# Corolla to Carova



## Bubba Feesh (Dec 29, 2007)

Washed out in Hatteras, so we rented a house in Corolla. Will be surf fishing Sunday through Sunday next week. Know my way around Hatteras pretty well. Any unsaid rules / ettiquette I need to know about on the northern beach area? 

Can I back up to the high tide line and set up like we do in Hatteras or will I get cussed? 

Stephen


----------



## Singletjeff (Mar 27, 2005)

I had a cop threaten to write me a ticket one thanksgiving weekend for not being parked BELOW the high tide line, he said I was "blocking the road"


----------



## Bubba Feesh (Dec 29, 2007)

Mercy, having thought of Range Rover driving idiots calling me an idiot for fishing too close to "their" road. Let's go fishing!


----------



## Phaedrus (Mar 25, 2011)

You gotta park in the middle of the beach and hope to god some idiot from Twiddy doesn't run your a$$ over when you are going to refresh your bait.


----------



## Phaedrus (Mar 25, 2011)

We will be out on the beach Sunday night. Black Sequoia, Blue Tahoe and probably no fish!
Signed,
The Worst Fisherman Ever


----------



## Drumdum (Jan 6, 2003)

You have to be fishing right there with your rods at water's edge.. Your vehicle needs to be parked away from where vehicles ride through.. They are strict on this,and residence of the area as well as police will inform you,trust me...


----------



## SurFeesher (May 5, 2010)

And you have to hold your pinky out while drinking your beer


----------



## Lynn P. (Sep 7, 2007)

Singletjeff said:


> I had a cop threaten to write me a ticket one thanksgiving weekend for not being parked BELOW the high tide line, he said I was "blocking the road"

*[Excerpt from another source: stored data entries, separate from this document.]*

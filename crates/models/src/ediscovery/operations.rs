//! `microsoft.graph.ediscovery.caseOperation` family and review sets.

use graphbeta_serialization::{
    Parsable, ParseNode, SerializationError, SerializationWriter,
};
use time::OffsetDateTime;

use crate::common::ResultInfo;
use crate::ediscovery::enums::{CaseAction, CaseOperationStatus};
use crate::ediscovery::source_collection::SourceCollection;
use crate::entity::Entity;
use crate::identity::IdentitySet;

/// Base record of long-running case operations.
#[derive(Debug, Clone, Default, PartialEq)]
pub struct CaseOperation {
    entity: Entity,
    action: Option<CaseAction>,
    completed_date_time: Option<OffsetDateTime>,
    created_by: Option<IdentitySet>,
    created_date_time: Option<OffsetDateTime>,
    percent_progress: Option<i32>,
    result_info: Option<ResultInfo>,
    status: Option<CaseOperationStatus>,
}

impl CaseOperation {
    pub const ODATA_TYPE: &'static str = "#microsoft.graph.ediscovery.caseOperation";

    pub fn new() -> Self {
        let mut operation = Self::default();
        operation
            .entity
            .set_odata_type(Some(Self::ODATA_TYPE.to_owned()));
        operation
    }

    pub fn from_discriminator(_tag: Option<&str>) -> Self {
        Self::new()
    }

    pub fn entity(&self) -> &Entity {
        &self.entity
    }

    pub fn entity_mut(&mut self) -> &mut Entity {
        &mut self.entity
    }

    pub fn id(&self) -> Option<&str> {
        self.entity.id()
    }

    pub fn set_id(&mut self, value: Option<String>) {
        self.entity.set_id(value);
    }

    pub fn action(&self) -> Option<CaseAction> {
        self.action
    }

    pub fn set_action(&mut self, value: Option<CaseAction>) {
        self.action = value;
    }

    pub fn completed_date_time(&self) -> Option<OffsetDateTime> {
        self.completed_date_time
    }

    pub fn set_completed_date_time(&mut self, value: Option<OffsetDateTime>) {
        self.completed_date_time = value;
    }

    pub fn created_by(&self) -> Option<&IdentitySet> {
        self.created_by.as_ref()
    }

    pub fn set_created_by(&mut self, value: Option<IdentitySet>) {
        self.created_by = value;
    }

    pub fn created_date_time(&self) -> Option<OffsetDateTime> {
        self.created_date_time
    }

    pub fn set_created_date_time(&mut self, value: Option<OffsetDateTime>) {
        self.created_date_time = value;
    }

    pub fn percent_progress(&self) -> Option<i32> {
        self.percent_progress
    }

    pub fn set_percent_progress(&mut self, value: Option<i32>) {
        self.percent_progress = value;
    }

    pub fn result_info(&self) -> Option<&ResultInfo> {
        self.result_info.as_ref()
    }

    pub fn set_result_info(&mut self, value: Option<ResultInfo>) {
        self.result_info = value;
    }

    pub fn status(&self) -> Option<CaseOperationStatus> {
        self.status
    }

    pub fn set_status(&mut self, value: Option<CaseOperationStatus>) {
        self.status = value;
    }
}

 Think you got that wrong Bro, you can fish down in the wash but your ride has to be up next to the dunes or about as high as you can drive on the beach up that way. The damn locals will run you over too if you get in the traffic lane...


----------



## big brother (May 15, 2002)

Of course no rules apply if you are in your 4WD BMW or Land Rover and are having your snacks catered in.
charlie


----------



## SurfPlug (May 8, 2010)

Maybe I will run into you around there this week on the beach.


----------



## Loki (Sep 26, 2010)

Whats the fishing like up that way? Been fishing between ramps 38 and 55
for 30 years now and never been North of Kity Hawk. I had planed to be in Buxton 9/10
but Irene had other ideas. we're getting a place in Corolla now for the week but
a little leg up on the fishing would be nice.


----------



## smallie wader (Aug 10, 2010)

Yeah in carova, the traffic lanes are the dune line and waters edge. Park in the middle and seriously, the locals can be real dicks if you are in their traffic lane on their beach. The mail carrier is the worst, she'll run you down and mf you while she's doing it. Love it up there though, especially in off season when it's dead. Shallower water with little to no structure, so finding holes is more difficult. Keep an eye on the Virginia reports, particularly Sandbridge and back bay for what's going on in carova surf.


----------



## justfishin (Aug 30, 2006)

SurFeesher said:


> And you have to hold your pinky out while drinking your beer


Lmao


----------



## Bubba Feesh (Dec 29, 2007)

Oh Boy! Sunday was small specks whiting small black drum and good size spot. 
Monday about the same Tues and Wed was a wash as breakers were 6 and 7 deep. So there is structure now. Different to say the least. Tow truck business is good up here. Seen some funny stuff. Tempted to run down to Oregon inlet or Avalon pier.


----------



## Loki (Sep 26, 2010)

I'll be in Corolla starting Friday evening and staying about 
a week I hope. I've never stayed that far North, you 
figure anything out in the last week that may help?

Thanks
Loki


----------



## Hawk (Feb 19, 2004)

Currituck County Beach Regulations

1. No vehicular traffic is permitted on the beach strand South of the North Beach Access Ramp between May 1 and September 30.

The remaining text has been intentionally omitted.